Жизнь не отменяется: слово о святой блуднице - Николай Николаевич Ливанов
За зимние месяцы скудной кормежки овца сдала в весе, и Санька без особого труда приволок ее на веревке к приемщику. Здесь уже собралось человек пятнадцать. Одни крутились возле старичка-учетчика, дожидаясь расписки, другие стояли в очереди со своими дарами для фронта. У изгороди правления сгрудились несколько овечек, тут же на снегу лежал связанный бычок прошлогоднего отела.
— Мы-то тут как-нибудь! — выкрикнул мужик с деревянной ногой, требуя, чтобы на него обратили внимание. — Лишь бы им там было терпимо. Голод, он ведь не тетка — пирожка не даст.
— А ну-ка посторонитесь, дайте мне зерно провезти, — объявила о своем прибытии вывернувшаяся из-за угла женщина с санками.
Около учетчика стоял в новом полушубке Тырнов и заглядывал через плечо приемщика, подсчитывая принятое.
Появление Волановых у приемного пункта многих ошеломило. Все разноголосье затихло сразу же, как по команде. Как на неслыханное и невиданное явление десятки глаз смотрели на Саньку, тащившего свою живность, и на Серафиму, подгонявшую ее хворостиной.
— Предательша… — услышала Воланова негромкий, испуганный чей-то голос. — Ты глянь-ко! Тоже примазывается…
Серафиме пуще всего не хотелось растеряться. Она подняла голову, упрятала под платок вылезшую прядь волос и резко повернулась к одноногому.
— А ну-ка посторонитесь, дайте мне зерно провезти, чего скривился? Иль предательшу не видали?..
Этих слов хватило, чтобы вывести всех из состояния оцепенения, растерянности.
Одноногий взвизгнул то ли от причудливого обращения к нему, то ли от того, что Серафима именно с ним, первым, решила говорить.

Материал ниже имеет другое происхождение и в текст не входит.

//! Caller-facing handle to a running session task.

use crate::config::Config;
use crate::error::{LiveError, Result};
use crate::live::session::{LiveSession, SessionEvent, SessionParts};
use crate::live::state::LiveState;
use tokio::sync::{mpsc, oneshot, watch};
use tokio::task::JoinHandle;

/// Voice chat backed by a [`LiveSession`] running on its own task.
///
/// Dropping the handle ends the task, which tears down any open session.
pub struct VoiceChat {
    events: mpsc::UnboundedSender<SessionEvent>,
    state: watch::Receiver<LiveState>,
    task: JoinHandle<()>,
}

impl VoiceChat {
    /// Spawn the session task. Must be called inside a tokio runtime.
    pub fn spawn(config: &Config, parts: SessionParts) -> Self {
        let (session, events) = LiveSession::new(config, parts);
        let state = session.subscribe();
        let task = tokio::spawn(session.run());
        Self {
            events,
            state,
            task,
        }
    }

    /// Open the microphone and the output, then connect.
    ///
    /// Resolves once the handshake finished; audio starts flowing when the
    /// service acknowledges the setup. A no-op while a session is connecting
    /// or open.
    pub async fn start_session(&self) -> Result<()> {
        let (tx, rx) = oneshot::channel();
        self.events
            .send(SessionEvent::Start(tx))
            .map_err(|_| LiveError::SessionClosed)?;
        rx.await.map_err(|_| LiveError::SessionClosed)?
    }

    /// Tear the session down. Safe to call at any time.
    pub async fn stop_session(&self) {
        let (tx, rx) = oneshot::channel();
        if self.events.send(SessionEvent::Stop(tx)).is_ok() {
            let _ = rx.await;
        }
    }

    /// Current state snapshot.
    pub fn state(&self) -> LiveState {
        self.state.borrow().clone()
    }

    /// Receiver notified on every state change.
    pub fn subscribe(&self) -> watch::Receiver<LiveState> {
        self.state.clone()
    }

    /// Stop any session and wait for the task to finish.
    pub async fn shutdown(self) {
        self.stop_session().await;
        let Self { events, task, .. } = self;
        drop(events);
        if let Err(e) = task.await {
            tracing::warn!("Session task failed: {}", e);
        }
    }
}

— А ведь и вправду калякаешь, голубушка! Где уж нам! Вот уж шесть с половиной десятков годков отмерил, всяких повидал, а вот предательшу не доводилось встречать… Что уж не доводилось, так не доводилось… Ей, пра, не буду врать… не доводилось.
Оставив позади себя Саньку с овцой. Серафима бесцеремонно протиснулась к столу.
— Пиши, Потапыч, пиши? Овечка на мясо для красноармейской кухни. Пиши! — стараясь пересилить другие голоса, громким приказным тоном отчеканила Серафима.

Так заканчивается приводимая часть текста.